Studio album by Calogero
- Released: 12 March 2007
- Recorded: Italy
- Genre: Pop, rock
- Length: 49:35
- Label: Universal Records Mercury

Calogero chronology
| Live 1.0 (2005) | Pomme C (2007) | L'Embellie (2009) |

Singles from Pomme C
- "Le Saut de l'ange" Released: March 2007; "Pomme C" Released: July 2007; "Danser encore" Released: February 2008;

= Pomme C =

Pomme C is the fourth studio album recorded by the French singer and songwriter Calogero. It was released on 12 March 2007 and achieved great success.

All lyrics were written by Zazie, who has already worked with Calogero on previous albums. The music was composed by Calogero, but he was helped by his brother Gioacchino for "Pomme C". The album was recorded in Italy, in Pergolato (Tuscany), in a house. Parts of the recording were also made in Belgium and France.

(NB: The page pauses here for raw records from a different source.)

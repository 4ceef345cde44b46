//! Classifier builder.
//!
//! `ClassifierBuilder` picks the training strategy up front and initializes
//! its parameters:
//!
//! - `deep`: separated weights/biases from `init_params` (scaled standard normal)
//! - `one_vs_all`: folded-intercept weights from `init_nn_weights` (symmetric uniform)

use rand::rngs::StdRng;
use rand::{Rng, SeedableRng};

use crate::classifier::{DeepClassifier, Network, OneVsAllClassifier};
use crate::params::{init_params_with_rng, validate_layer_dims};
use crate::theta::init_nn_weights;
use crate::{Error, Result, Topology};

#[derive(Debug, Clone)]
enum Strategy {
    Deep { layer_dims: Vec<usize> },
    OneVsAll { topology: Topology, lambda: f64 },
}

#[derive(Debug, Clone)]
/// Builder for a [`Network`].
///
/// Example:
///
/// ```rust
/// use rust_fcnet::{Classifier, ClassifierBuilder, Topology};
///
/// # fn main() -> rust_fcnet::Result<()> {
/// let deep = ClassifierBuilder::deep(&[4, 8, 1])?.build_with_seed(1)?;
/// assert_eq!(deep.input_dim(), 4);
///
/// let topology = Topology::new(4, 6, 3, 1)?;
/// let ova = ClassifierBuilder::one_vs_all(topology)?
///     .lambda(1.0)?
///     .build_with_seed(1)?;
/// assert_eq!(ova.num_classes(), 3);
/// # Ok(())
/// # }
/// ```
pub struct ClassifierBuilder {
    strategy: Strategy,
}

impl ClassifierBuilder {
    /// General L-layer binary classifier with sizes `[n_0, ..., n_L]`, `n_L == 1`.
    pub fn deep(layer_dims: &[usize]) -> Result<Self> {
        validate_layer_dims(layer_dims)?;
        if layer_dims.last() != Some(&1) {
            return Err(Error::InvalidConfig(format!(
                "binary classifier needs an output size of 1, got {:?}",
                layer_dims.last()
            )));
        }
        Ok(Self {
            strategy: Strategy::Deep {
                layer_dims: layer_dims.to_vec(),
            },
        })
    }

    /// One-vs-all classifier over `topology`, unregularized until [`lambda`](Self::lambda) is set.
    pub fn one_vs_all(topology: Topology) -> Result<Self> {
        topology.validate()?;
        Ok(Self {
            strategy: Strategy::OneVsAll {
                topology,
                lambda: 0.0,
            },
        })
    }

    /// Set the L2 regularization strength.
    ///
    /// Only the one-vs-all strategy is regularized.
    pub fn lambda(mut self, lambda: f64) -> Result<Self> {
        if !(lambda.is_finite() && lambda >= 0.0) {
            return Err(Error::InvalidConfig(format!(
                "lambda must be finite and >= 0, got {lambda}"
            )));
        }
        match &mut self.strategy {
            Strategy::OneVsAll { lambda: slot, .. } => *slot = lambda,
            Strategy::Deep { .. } => {
                return Err(Error::InvalidConfig(
                    "the deep binary classifier is not regularized".to_owned(),
                ));
            }
        }
        Ok(self)
    }

    /// Build using a deterministic seed.
    pub fn build_with_seed(self, seed: u64) -> Result<Network> {
        let mut rng = StdRng::seed_from_u64(seed);
        self.build_with_rng(&mut rng)
    }

    /// Build using the provided RNG.
    pub fn build_with_rng<R: Rng + ?Sized>(self, rng: &mut R) -> Result<Network> {
        match self.strategy {
            Strategy::Deep { layer_dims } => {
                let params = init_params_with_rng(&layer_dims, rng)?;
                log::debug!("built deep binary classifier with layer dims {layer_dims:?}");
                Ok(Network::Deep(DeepClassifier::new(params)?))
            }
            Strategy::OneVsAll { topology, lambda } => {
                let theta = init_nn_weights(&topology, rng)?;
                log::debug!(
                    "built one-vs-all classifier: layers {:?}, {} parameters, lambda {}",
                    topology.layer_shapes(),
                    topology.param_count(),
                    lambda
                );
                Ok(Network::OneVsAll(OneVsAllClassifier::new(theta, lambda)?))
            }
        }
    }
}
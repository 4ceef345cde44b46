//! Dataset helpers.
//!
//! Small conversions between the layouts the two engines expect.

use ndarray::{Array1, Array2, ArrayView1, ArrayView2, Axis, s};

use crate::{Error, Result};

/// Prepend a constant-1 intercept column: `(m, n) -> (m, n + 1)`.
pub fn prepend_intercept(x: ArrayView2<'_, f64>) -> Array2<f64> {
    let (m, n) = x.dim();
    let mut out = Array2::ones((m, n + 1));
    out.slice_mut(s![.., 1..]).assign(&x);
    out
}

/// Z-score normalize each column of `x` (examples as rows).
///
/// Returns `(x_norm, mu, sigma)` where `sigma` is the sample standard deviation
/// (`ddof = 1`). A constant column has `sigma == 0` and normalizes to `NaN`.
pub fn feature_normalize(x: ArrayView2<'_, f64>) -> Result<(Array2<f64>, Array1<f64>, Array1<f64>)> {
    if x.nrows() < 2 {
        return Err(Error::InvalidData(format!(
            "feature normalization needs at least 2 examples, got {}",
            x.nrows()
        )));
    }

    let mu = x
        .mean_axis(Axis(0))
        .ok_or_else(|| Error::InvalidData("cannot normalize an empty matrix".to_owned()))?;
    let sigma = x.std_axis(Axis(0), 1.0);
    let x_norm = (&x - &mu) / &sigma;
    Ok((x_norm, mu, sigma))
}

/// Turn 0/1 labels into the `(1, m)` target row used by the separated form.
pub fn binary_targets(labels: ArrayView1<'_, usize>) -> Result<Array2<f64>> {
    if let Some((idx, &label)) = labels.indexed_iter().find(|(_, l)| **l > 1) {
        return Err(Error::InvalidData(format!(
            "binary label at index {idx} is {label}; expected 0 or 1"
        )));
    }
    let row = labels.mapv(|l| l as f64);
    Ok(row.insert_axis(Axis(0)))
}

/// Check that every label lies in `0..num_labels`.
pub fn validate_labels(labels: ArrayView1<'_, usize>, num_labels: usize) -> Result<()> {
    if let Some((idx, &label)) = labels.indexed_iter().find(|(_, l)| **l >= num_labels) {
        return Err(Error::InvalidData(format!(
            "label at index {idx} is {label}; expected a class in 0..{num_labels}"
        )));
    }
    Ok(())
}
use std::collections::HashMap;
use std::time::Duration;

use async_trait::async_trait;
use http::{HeaderMap, HeaderValue, header::CONTENT_TYPE};
use s3::error::S3Error;
use s3::serde_types::Part;
use s3::{Bucket, Region, creds::Credentials};
use tracing::debug;

use super::error::StorageError;
use super::traits::{ObjectHead, ObjectStorage};
use crate::config::StorageConfig;
use crate::upload::CompletedPart;

/// Presigned URLs are capped at seven days by S3.
const MAX_PRESIGN_SECS: u64 = 7 * 24 * 60 * 60;

/// [`ObjectStorage`] backed by an S3-compatible bucket.
pub struct S3ObjectStorage {
    bucket: Box<Bucket>,
}

impl S3ObjectStorage {
    pub fn new(config: &StorageConfig) -> Result<Self, StorageError> {
        let region = Region::Custom {
            region: config.region.clone(),
            endpoint: config.endpoint.clone(),
        };
        let credentials = Credentials::new(
            Some(&config.access_key_id),
            Some(&config.secret_access_key),
            None,
            None,
            None,
        )
        .map_err(|e| StorageError::Config(e.to_string()))?;
        let mut bucket = Bucket::new(&config.bucket, region, credentials)
            .map_err(|e| StorageError::Config(e.to_string()))?;
        if config.path_style {
            bucket = bucket.with_path_style();
        }
        Ok(Self { bucket })
    }
}

fn expiry_secs(ttl: Duration) -> u32 {
    ttl.as_secs().clamp(1, MAX_PRESIGN_SECS) as u32
}

fn check_status(operation: &'static str, status: u16) -> Result<(), StorageError> {
    if (200..300).contains(&status) {
        Ok(())
    } else {
        Err(StorageError::Status { operation, status })
    }
}

#[async_trait]
impl ObjectStorage for S3ObjectStorage {
    async fn presign_put(
        &self,
        key: &str,
        mime_type: &str,
        ttl: Duration,
    ) -> Result<String, StorageError> {
        let mut headers = HeaderMap::new();
        let value = HeaderValue::from_str(mime_type)
            .map_err(|e| StorageError::request("presign put", e))?;
        headers.insert(CONTENT_TYPE, value);
        self.bucket
            .presign_put(key, expiry_secs(ttl), Some(headers), None)
            .await
            .map_err(|e| StorageError::request("presign put", e))
    }

    async fn create_multipart_upload(
        &self,
        key: &str,
        mime_type: &str,
    ) -> Result<String, StorageError> {
        let response = self
            .bucket
            .initiate_multipart_upload(key, mime_type)
            .await
            .map_err(|e| StorageError::request("create multipart upload", e))?;
        debug!(key, upload_id = %response.upload_id, "Multipart upload created");
        Ok(response.upload_id)
    }

    async fn presign_upload_part(
        &self,
        key: &str,
        upload_id: &str,
        part_number: u32,
        ttl: Duration,
    ) -> Result<String, StorageError> {
        let queries = HashMap::from([
            ("partNumber".to_string(), part_number.to_string()),
            ("uploadId".to_string(), upload_id.to_string()),
        ]);
        self.bucket
            .presign_put(key, expiry_secs(ttl), None, Some(queries))
            .await
            .map_err(|e| StorageError::request("presign upload part", e))
    }

    async fn complete_multipart_upload(
        &self,
        key: &str,
        upload_id: &str,
        parts: &[CompletedPart],
    ) -> Result<(), StorageError> {
        let parts = parts
            .iter()
            .map(|p| Part {
                part_number: p.part_number,
                etag: p.etag.clone(),
            })
            .collect();
        let response = self
            .bucket
            .complete_multipart_upload(key, upload_id, parts)
            .await
            .map_err(|e| StorageError::request("complete multipart upload", e))?;
        check_status("complete multipart upload", response.status_code())
    }

    async fn presign_get(&self, key: &str, ttl: Duration) -> Result<String, StorageError> {
        self.bucket
            .presign_get(key, expiry_secs(ttl), None)
            .await
            .map_err(|e| StorageError::request("presign get", e))
    }

    async fn head_object(&self, key: &str) -> Result<Option<ObjectHead>, StorageError> {
        match self.bucket.head_object(key).await {
            Ok((_, 404)) | Err(S3Error::HttpFailWithBody(404, _)) => Ok(None),
            Ok((head, status)) => {
                check_status("head object", status)?;
                Ok(Some(ObjectHead {
                    size: head.content_length.and_then(|len| u64::try_from(len).ok()),
                    content_type: head.content_type,
                    etag: head.e_tag,
                }))
            }
            Err(e) => Err(StorageError::request("head object", e)),
        }
    }

    async fn delete_object(&self, key: &str) -> Result<bool, StorageError> {
        match self.bucket.delete_object(key).await {
            Ok(response) if response.status_code() == 404 => Ok(false),
            Ok(response) => {
                check_status("delete object", response.status_code())?;
                Ok(true)
            }
            Err(S3Error::HttpFailWithBody(404, _)) => Ok(false),
            Err(e) => Err(StorageError::request("delete object", e)),
        }
    }
}
use axum::{
    Json,
    extract::{Path, State},
    http::StatusCode,
    response::IntoResponse,
};
use tracing::instrument;

use crate::error::{AppError, ErrorBody};
use crate::extractors::json::AppJson;
use crate::models::resource::{CreateLinkRequest, ResourceResponse, UpdateLinkRequest};
use crate::service::ResourceService;
use crate::state::AppState;

#[utoipa::path(
    post,
    path = "/links",
    tag = "Links",
    operation_id = "createLink",
    summary = "Create a short link",
    request_body = CreateLinkRequest,
    responses(
        (status = 201, description = "Link created", body = ResourceResponse),
        (status = 400, description = "Validation error (VALIDATION_ERROR)", body = ErrorBody),
        (status = 409, description = "Slug already taken (SLUG_TAKEN)", body = ErrorBody),
    ),
)]
#[instrument(skip(state, payload), fields(slug = %payload.slug))]
pub async fn create_link(
    State(state): State<AppState>,
    AppJson(payload): AppJson<CreateLinkRequest>,
) -> Result<impl IntoResponse, AppError> {
    let (entry, target_url) = payload.into_parts();
    let resource = ResourceService::new(&state.db, &state.uploads)
        .create_link(entry, target_url)
        .await?;

    Ok((StatusCode::CREATED, Json(ResourceResponse::from(resource))))
}

#[utoipa::path(
    patch,
    path = "/links/{slug}",
    tag = "Links",
    operation_id = "updateLink",
    summary = "Change a link's target URL",
    params(("slug" = String, Path, description = "Link slug")),
    request_body = UpdateLinkRequest,
    responses(
        (status = 200, description = "Link updated", body = ResourceResponse),
        (status = 400, description = "Invalid URL or not a link (VALIDATION_ERROR)", body = ErrorBody),
        (status = 404, description = "Resource not found (NOT_FOUND)", body = ErrorBody),
    ),
)]
#[instrument(skip(state, payload))]
pub async fn update_link(
    State(state): State<AppState>,
    Path(slug): Path<String>,
    AppJson(payload): AppJson<UpdateLinkRequest>,
) -> Result<Json<ResourceResponse>, AppError> {
    let resource = ResourceService::new(&state.db, &state.uploads)
        .update_link(&slug, payload.target_url)
        .await?;
    Ok(Json(resource.into()))
}
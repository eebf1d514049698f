pub mod admin;
pub mod file;
pub mod link;
pub mod public;
use std::fmt;

use thiserror::Error;

/// Errors returned by an object storage gateway.
#[derive(Debug, Error)]
pub enum StorageError {
    /// The request could not be signed, sent or decoded.
    #[error("{operation} failed: {message}")]
    Request {
        operation: &'static str,
        message: String,
    },

    /// The service answered with a non-success status.
    #[error("{operation} returned HTTP status {status}")]
    Status { operation: &'static str, status: u16 },

    #[error("Storage configuration error: {0}")]
    Config(String),
}

impl StorageError {
    pub fn request(operation: &'static str, err: impl fmt::Display) -> Self {
        Self::Request {
            operation,
            message: err.to_string(),
        }
    }
}
use chrono::{DateTime, Utc};
use common::{CompletedPart, Payload, Resource, ResourceType, UploadPlan};
use serde::{Deserialize, Serialize};
use utoipa::{IntoParams, ToSchema};
use uuid::Uuid;

pub use super::shared::Pagination;
use super::shared::double_option;
use crate::error::AppError;
use crate::service::{EntryChanges, NewEntry, NewFile, UploadCompletion};

#[derive(Deserialize, ToSchema)]
pub struct CreateLinkRequest {
    /// Raw slug: letters, digits, `_` and `-`.
    #[schema(example = "docs")]
    pub slug: String,
    pub password: Option<String>,
    pub expires_at: Option<DateTime<Utc>>,
    #[schema(example = "https://example.com/handbook")]
    pub target_url: String,
}

impl CreateLinkRequest {
    pub fn into_parts(self) -> (NewEntry, String) {
        (
            NewEntry {
                slug: self.slug,
                password: self.password,
                expires_at: self.expires_at,
            },
            self.target_url,
        )
    }
}

#[derive(Deserialize, ToSchema)]
pub struct CreateFileRequest {
    #[schema(example = "slides")]
    pub slug: String,
    pub password: Option<String>,
    pub expires_at: Option<DateTime<Utc>>,
    #[schema(example = "talk.pdf")]
    pub filename: String,
    #[schema(example = "application/pdf")]
    pub mime_type: String,
    /// Size in bytes, at most 10 GiB.
    #[schema(example = 1048576)]
    pub size: i64,
}

impl CreateFileRequest {
    pub fn into_parts(self) -> (NewEntry, NewFile) {
        (
            NewEntry {
                slug: self.slug,
                password: self.password,
                expires_at: self.expires_at,
            },
            NewFile {
                filename: self.filename,
                mime_type: self.mime_type,
                size: self.size,
            },
        )
    }
}

#[derive(Deserialize, ToSchema)]
pub struct UpdateEntryRequest {
    /// New raw slug.
    pub slug: Option<String>,
    /// Only applied when `update_password` is true; omit or null to remove protection.
    pub password: Option<String>,
    /// Whether `password` should replace the stored one.
    pub update_password: bool,
    /// Absent keeps the current expiry, null removes it.
    #[serde(default, deserialize_with = "double_option")]
    #[schema(value_type = Option<DateTime<Utc>>)]
    pub expires_at: Option<Option<DateTime<Utc>>>,
}

impl From<UpdateEntryRequest> for EntryChanges {
    fn from(req: UpdateEntryRequest) -> Self {
        Self {
            slug: req.slug,
            password: req.password,
            update_password: req.update_password,
            expires_at: req.expires_at,
        }
    }
}

#[derive(Deserialize, ToSchema)]
pub struct UpdateLinkRequest {
    pub target_url: String,
}

/// Body for finishing an upload. Single uploads send `{}`.
#[derive(Deserialize, ToSchema, Default)]
pub struct CompleteUploadRequest {
    pub upload_id: Option<String>,
    pub parts: Option<Vec<CompletedPart>>,
}

impl TryFrom<CompleteUploadRequest> for UploadCompletion {
    type Error = AppError;

    fn try_from(req: CompleteUploadRequest) -> Result<Self, Self::Error> {
        match (req.upload_id, req.parts) {
            (None, None) => Ok(UploadCompletion::Single),
            (Some(upload_id), Some(parts)) => Ok(UploadCompletion::Multipart { upload_id, parts }),
            _ => Err(AppError::Validation(
                "upload_id and parts must be given together".into(),
            )),
        }
    }
}

#[derive(Deserialize, ToSchema)]
pub struct UnlockRequest {
    pub password: String,
}

#[derive(Deserialize, IntoParams)]
#[into_params(parameter_in = Query)]
pub struct ResourceListQuery {
    /// 1-based page number. Default: 1.
    pub page: Option<u64>,
    /// Items per page, 1-100. Default: 20.
    pub limit: Option<u64>,
}

#[derive(Serialize, ToSchema)]
pub struct LinkResponse {
    pub target_url: String,
}

#[derive(Serialize, ToSchema)]
pub struct FileResponse {
    pub file_uuid: Uuid,
    pub filename: String,
    pub mime_type: String,
    pub size: i64,
    pub pending: bool,
}

/// A resource as shown to administrators. Password hashes are always redacted.
#[derive(Serialize, ToSchema)]
pub struct ResourceResponse {
    pub id: i64,
    /// Canonical (escaped) slug.
    pub slug: String,
    #[serde(rename = "type")]
    pub kind: ResourceType,
    /// `"REDACTED"` when protected.
    pub password_hash: Option<String>,
    pub created_at: DateTime<Utc>,
    pub expires_at: Option<DateTime<Utc>>,
    #[serde(skip_serializing_if = "Option::is_none")]
    pub link: Option<LinkResponse>,
    #[serde(skip_serializing_if = "Option::is_none")]
    pub file: Option<FileResponse>,
}

impl From<Resource> for ResourceResponse {
    fn from(resource: Resource) -> Self {
        let kind = resource.kind();
        let Resource { entry, payload } = resource.redacted();
        let (link, file) = match payload {
            Payload::Link(l) => (
                Some(LinkResponse {
                    target_url: l.target_url,
                }),
                None,
            ),
            Payload::File(f) => (
                None,
                Some(FileResponse {
                    file_uuid: f.file_uuid,
                    filename: f.filename,
                    mime_type: f.mime_type,
                    size: f.size,
                    pending: f.pending,
                }),
            ),
        };
        Self {
            id: entry.id,
            slug: entry.slug,
            kind,
            password_hash: entry.password_hash,
            created_at: entry.created_at,
            expires_at: entry.expires_at,
            link,
            file,
        }
    }
}

#[derive(Serialize, ToSchema)]
pub struct CreateFileResponse {
    pub resource: ResourceResponse,
    pub file_uuid: Uuid,
    pub upload: UploadPlan,
}

#[derive(Serialize, ToSchema)]
pub struct ResourceListResponse {
    pub data: Vec<ResourceResponse>,
    pub pagination: Pagination,
}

For him, this album is not that of the maturity nor the continuity of the previous album, 3 : it marked the beginning of a new musical style. The album was released in a simple and a collector editions on March 12, 2007, but also in a slidepack edition on February 27, 2008. The three singles released from this album were only available digitally in France, and as CD singles in Belgium (Wallonia).

==Track listing==
All writing by Zazie, all music by Calogero except where noted.

| # | Title | Length |
|---|---|---|
| 1. | "Pomme C" (Calogero - Gioacchino) | 3:18 |
| 2. | "Le Saut de l'ange" | 4:49 |
| 3. | "Game Over" | 3:28 |
| 4. | "Suis-je assez clair" | 4:01 |
| 5. | "Drôle d'animal" | 3:03 |
| 6. | "Me dit-elle" | 4:37 |
| 7. | "Sans l'amour" | 5:28 |
| 8. | "Danser encore" | 3:08 |
| 9. | "Mélodie en sous-sol" | 4:40 |
| 10. | "Je sais" | 4:50 |
| 11. | "Hypocondriaque" | 5:46 |
| 11^{1}. | "6 milliards de personnes" | 2:36 |

^{1} Hidden track

+ Bonus :
1. "Le Saut de l'Ange" (video)

==Charts and sales==

===Weekly charts===

| Chart (2007–2008) | Peak position |
|---|---|
| Belgian (Wallonia) Albums Chart | 1 |
| French Digital Chart | 1 |
| French Albums Chart | 2 |
| Swiss Albums Chart | 16 |

===Year-end charts===

| Chart (2007) | Position |
|---|---|
| Belgian (Wallonia) Albums Chart | 6 |
| French Digital Chart | 13 |
| French Albums Chart | 16 |
| Chart (2008) | Position |
| Belgian (Wallonia) Albums Chart | 47 |
| French Albums Chart | 86 |

=== Certifications ===

Certifications for Pomme C
| Region | Certification | Certified units/sales |
| Belgium (BRMA) | Platinum | 50,000^{*} |
| France (SNEP) | Platinum | 200,000^{*} |
| Switzerland (IFPI Switzerland) | Gold | 15,000^{^} |
^{*} Sales figures based on certification alone. ^{^} Shipments figures based on certification alone.